Kwong-loi Shun
Professor, Recalled
Office: Philosophy Hall 242
Office hours: (reading week, reserved for Phil 18) Wed Dec 11, 2:30-4:30 pm; Fri Dec 13, 2:30-4:30 pm (both by zoom)
E-mail: klshun@berkeley.edu
Web: http://www.klshun.com/
Courses for Fall 2024: Confucius for Today
(B. Phil., University of Oxford; Ph.D., Stanford University). Kwong-loi Shun specializes in Chinese philosophy and moral psychology. His current research is a five-volume work on Confucian thought. The first volume, Mencius and Early Chinese Thought, was published in 1997, and a manuscript of the second volume, Zhu Xi and Later Confucian Thought, is under revision. The third volume, From Philology to Philosophy, discusses methodological issues in transitioning from philological studies to philosophical studies, and is close to completion. The fourth and fifth volumes, On Self and Self-Transformation and A Study in Confucian Moral Psychology, jointly provide a comprehensive study of Confucian moral psychology, the former being primarily philological and the latter primarily philosophical.

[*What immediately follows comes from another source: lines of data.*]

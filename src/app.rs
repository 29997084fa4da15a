use axum::{
    Form, Router,
    extract::{State, rejection::FormRejection},
    http::StatusCode,
    response::{Html, IntoResponse, Redirect, Response},
    routing::get,
};
use axum_extra::extract::cookie::{Cookie, CookieJar};
use std::panic::{self, AssertUnwindSafe};
use std::path::Path;
use std::sync::Arc;
use tokio::net::TcpListener;
use tokio::sync::Mutex;
use tower_http::services::ServeDir;
use tower_http::trace::TraceLayer;

use crate::calculator::{self, CalculationEntry};
use crate::config::Config;
use crate::error::{AppError, CalcError};
use crate::projects::{ProjectAction, ProjectList};
use crate::saving::{FlatFileStore, ProjectStore};
use crate::session::{
    History, MemorySessionStore, SESSION_COOKIE, SESSION_DURATION, SessionStore, new_session_id,
};
use crate::stocks::{self, AlphaVantage, QuoteSource};
use crate::views::{CalculatorPage, ProjectsPage, StocksPage, Views};

/// Shared state handed to every handler
pub struct AppState {
    views: Views,
    projects: Arc<dyn ProjectStore>,
    /// Serialises read-modify-write cycles on the project store
    project_guard: Mutex<()>,
    sessions: Arc<dyn SessionStore>,
    quotes: Arc<dyn QuoteSource>,
    demo_key: bool,
}

impl AppState {
    pub fn new(
        projects: Arc<dyn ProjectStore>,
        sessions: Arc<dyn SessionStore>,
        quotes: Arc<dyn QuoteSource>,
    ) -> Result<Self, AppError> {
        Ok(Self {
            views: Views::new()?,
            projects,
            project_guard: Mutex::new(()),
            sessions,
            quotes,
            demo_key: false,
        })
    }

    /// Wire up the file store, in-memory sessions and the HTTP quote client
    pub fn from_config(config: &Config) -> Result<Self, AppError> {
        let mut state = Self::new(
            Arc::new(FlatFileStore::new(&config.projects_file)),
            Arc::new(MemorySessionStore::default()),
            Arc::new(AlphaVantage::new(config)?),
        )?;
        state.demo_key = config.uses_demo_key();
        Ok(state)
    }
}

/// Raw form body as submitted, in field order
pub type FormBody = Result<Form<Vec<(String, String)>>, FormRejection>;

/// Submitted form fields; a repeated field keeps its first value
#[derive(Debug, Default)]
pub struct FormFields(Vec<(String, String)>);

impl FormFields {
    /// Accept whatever the body held; an unreadable body counts as empty
    pub fn from_body(body: FormBody) -> Self {
        match body {
            Ok(Form(pairs)) => Self(pairs),
            Err(rejection) => {
                log::warn!("ignoring unreadable form body: {}", rejection);
                Self::default()
            }
        }
    }

    pub fn first(&self, name: &str) -> Option<String> {
        self.0
            .iter()
            .find(|(key, _)| key == name)
            .map(|(_, value)| value.clone())
    }
}

#[derive(Debug, Default)]
pub struct CalculatorForm {
    pub num1: Option<String>,
    pub num2: Option<String>,
    pub operator: Option<String>,
    pub clear: Option<String>,
}

impl From<FormFields> for CalculatorForm {
    fn from(fields: FormFields) -> Self {
        Self {
            num1: fields.first("num1"),
            num2: fields.first("num2"),
            operator: fields.first("operator"),
            clear: fields.first("clear"),
        }
    }
}

#[derive(Debug, Default)]
pub struct ProjectsForm {
    pub add_project: Option<String>,
    pub project_name: Option<String>,
    pub delete_index: Option<String>,
    pub update_project: Option<String>,
    pub update_index: Option<String>,
    pub updated_name: Option<String>,
}

impl ProjectsForm {
    /// Which action the form asks for; add wins over delete, delete over update
    pub fn action(self) -> Option<ProjectAction> {
        if self.add_project.is_some() {
            Some(ProjectAction::Add {
                name: self.project_name.unwrap_or_default(),
            })
        } else if let Some(index) = self.delete_index {
            Some(ProjectAction::Delete { index })
        } else if self.update_project.is_some() {
            Some(ProjectAction::Update {
                index: self.update_index.unwrap_or_default(),
                name: self.updated_name.unwrap_or_default(),
            })
        } else {
            None
        }
    }
}

impl From<FormFields> for ProjectsForm {
    fn from(fields: FormFields) -> Self {
        Self {
            add_project: fields.first("add_project"),
            project_name: fields.first("project_name"),
            delete_index: fields.first("delete_index"),
            update_project: fields.first("update_project"),
            update_index: fields.first("update_index"),
            updated_name: fields.first("updated_name"),
        }
    }
}

#[derive(Debug, Default)]
pub struct StocksForm {
    pub ticker: Option<String>,
}

impl From<FormFields> for StocksForm {
    fn from(fields: FormFields) -> Self {
        Self {
            ticker: fields.first("ticker"),
        }
    }
}

impl IntoResponse for AppError {
    fn into_response(self) -> Response {
        log::error!("request failed: {}", self);
        (StatusCode::INTERNAL_SERVER_ERROR, "Internal server error").into_response()
    }
}

/// Build the router for the three pages plus static assets
pub fn build_router(state: Arc<AppState>, static_dir: &Path) -> Router {
    Router::new()
        .route("/", get(calculator_page).post(calculator_submit))
        .route("/projects", get(projects_page).post(projects_submit))
        .route("/stocks", get(stocks_page).post(stocks_submit))
        .nest_service("/static", ServeDir::new(static_dir))
        .layer(TraceLayer::new_for_http())
        .with_state(state)
}

/// Bind the configured address and serve until the process is stopped
pub async fn run(config: Config) -> Result<(), AppError> {
    let state = Arc::new(AppState::from_config(&config)?);
    if state.demo_key {
        log::warn!("ALPHA_VANTAGE_API_KEY is not set; using the demo key");
    }

    let app = build_router(state, &config.static_dir);

    let listener = TcpListener::bind(config.bind_addr).await?;
    log::info!("Listening on http://{}", listener.local_addr()?);
    axum::serve(listener, app).await?;

    Ok(())
}

/// Reuse the client's session id or issue a new one
///
/// The cookie is sent back on every response so its lifetime slides along
/// with the server-side expiry.
fn session_for(jar: CookieJar) -> (CookieJar, String) {
    let id = jar
        .get(SESSION_COOKIE)
        .map(|cookie| cookie.value())
        .filter(|value| !value.is_empty())
        .map(str::to_string)
        .unwrap_or_else(new_session_id);

    let cookie = Cookie::build((SESSION_COOKIE, id.clone()))
        .path("/")
        .http_only(true)
        .max_age(time::Duration::seconds(SESSION_DURATION.as_secs() as i64))
        .build();
    (jar.add(cookie), id)
}

/// Run the calculation, turning a panic into a reported error
fn evaluate(form: &CalculatorForm) -> Result<CalculationEntry, CalcError> {
    panic::catch_unwind(AssertUnwindSafe(|| {
        calculator::calculate(
            form.num1.as_deref(),
            form.num2.as_deref(),
            form.operator.as_deref(),
        )
    }))
    .unwrap_or_else(|cause| {
        let detail = cause
            .downcast_ref::<&str>()
            .map(|s| s.to_string())
            .or_else(|| cause.downcast_ref::<String>().cloned())
            .unwrap_or_else(|| "calculation failed".to_string());
        Err(CalcError::Unexpected(detail))
    })
}

async fn calculator_page(
    State(state): State<Arc<AppState>>,
    jar: CookieJar,
) -> Result<Response, AppError> {
    let (jar, session_id) = session_for(jar);
    let history = History::open(state.sessions.as_ref(), &session_id);

    let page = CalculatorPage {
        history: history.entries(),
        ..CalculatorPage::default()
    };
    let html = state.views.calculator(&page)?;
    Ok((jar, Html(html)).into_response())
}

#[axum::debug_handler]
async fn calculator_submit(
    State(state): State<Arc<AppState>>,
    jar: CookieJar,
    body: FormBody,
) -> Result<Response, AppError> {
    let form = CalculatorForm::from(FormFields::from_body(body));
    let (jar, session_id) = session_for(jar);
    let history = History::open(state.sessions.as_ref(), &session_id);

    if form.clear.is_some() {
        history.clear();
        log::info!("cleared calculation history");
        return Ok((jar, Redirect::to("/")).into_response());
    }

    let mut page = CalculatorPage::default();
    match evaluate(&form) {
        Ok(entry) => {
            page.result = Some(entry.result.clone());
            history.push(entry);
        }
        Err(e) => page.error = Some(e.to_string()),
    }
    page.history = history.entries();

    let html = state.views.calculator(&page)?;
    Ok((jar, Html(html)).into_response())
}

async fn projects_page(State(state): State<Arc<AppState>>) -> Result<Html<String>, AppError> {
    let projects = {
        let _guard = state.project_guard.lock().await;
        state.projects.read()
    };

    let html = state.views.projects(&ProjectsPage::new(projects))?;
    Ok(Html(html))
}

async fn projects_submit(
    State(state): State<Arc<AppState>>,
    body: FormBody,
) -> Result<Html<String>, AppError> {
    let form = ProjectsForm::from(FormFields::from_body(body));
    let (projects, outcome) = {
        let _guard = state.project_guard.lock().await;
        let mut list = ProjectList::load(state.projects.as_ref());
        let outcome = form.action().map(|action| list.apply(&action));
        (list.into_projects(), outcome)
    };

    let mut page = ProjectsPage::new(projects);
    match outcome {
        Some(Ok(message)) => page.message = Some(message),
        Some(Err(e)) => page.error = Some(e.to_string()),
        None => {}
    }

    let html = state.views.projects(&page)?;
    Ok(Html(html))
}

async fn stocks_page(State(state): State<Arc<AppState>>) -> Result<Html<String>, AppError> {
    let page = StocksPage {
        demo_key: state.demo_key,
        ..StocksPage::default()
    };
    Ok(Html(state.views.stocks(&page)?))
}

async fn stocks_submit(
    State(state): State<Arc<AppState>>,
    body: FormBody,
) -> Result<Html<String>, AppError> {
    let form = StocksForm::from(FormFields::from_body(body));
    let raw = form.ticker.unwrap_or_default();
    let mut page = StocksPage {
        ticker: raw.trim().to_uppercase(),
        demo_key: state.demo_key,
        ..StocksPage::default()
    };

    match stocks::lookup(state.quotes.as_ref(), &raw).await {
        Ok(quote) => page.quote = Some(quote),
        Err(e) => page.error = Some(e.to_string()),
    }

    Ok(Html(state.views.stocks(&page)?))
}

He started teaching at Berkeley in 1986, and was Professor of Philosophy and Dean of the Undergraduate Division in the College of Letters & Science when he left Berkeley in 2004. He returned to Berkeley in 2014 after having served as Principal of the University of Toronto at Scarborough and then Head of New Asia College in Hong Kong (founded by Confucian scholars Qian Mu and Tang Junyi to promote Chinese culture). Before his return, he was Chair Professor of Philosophy and Sin Wai Kin Professor of Chinese Culture at the Chinese University of Hong Kong. Currently, in addition to teaching regular courses on Chinese philosophy and moral psychology, he devotes most of his time to the philosophical study of Confucian thought. He is also deeply interested in undergraduate education, and has published on liberal education in the U.S. and Confucian learning. He was President of the American Philosophical Association (Pacific Division) in 2017-18.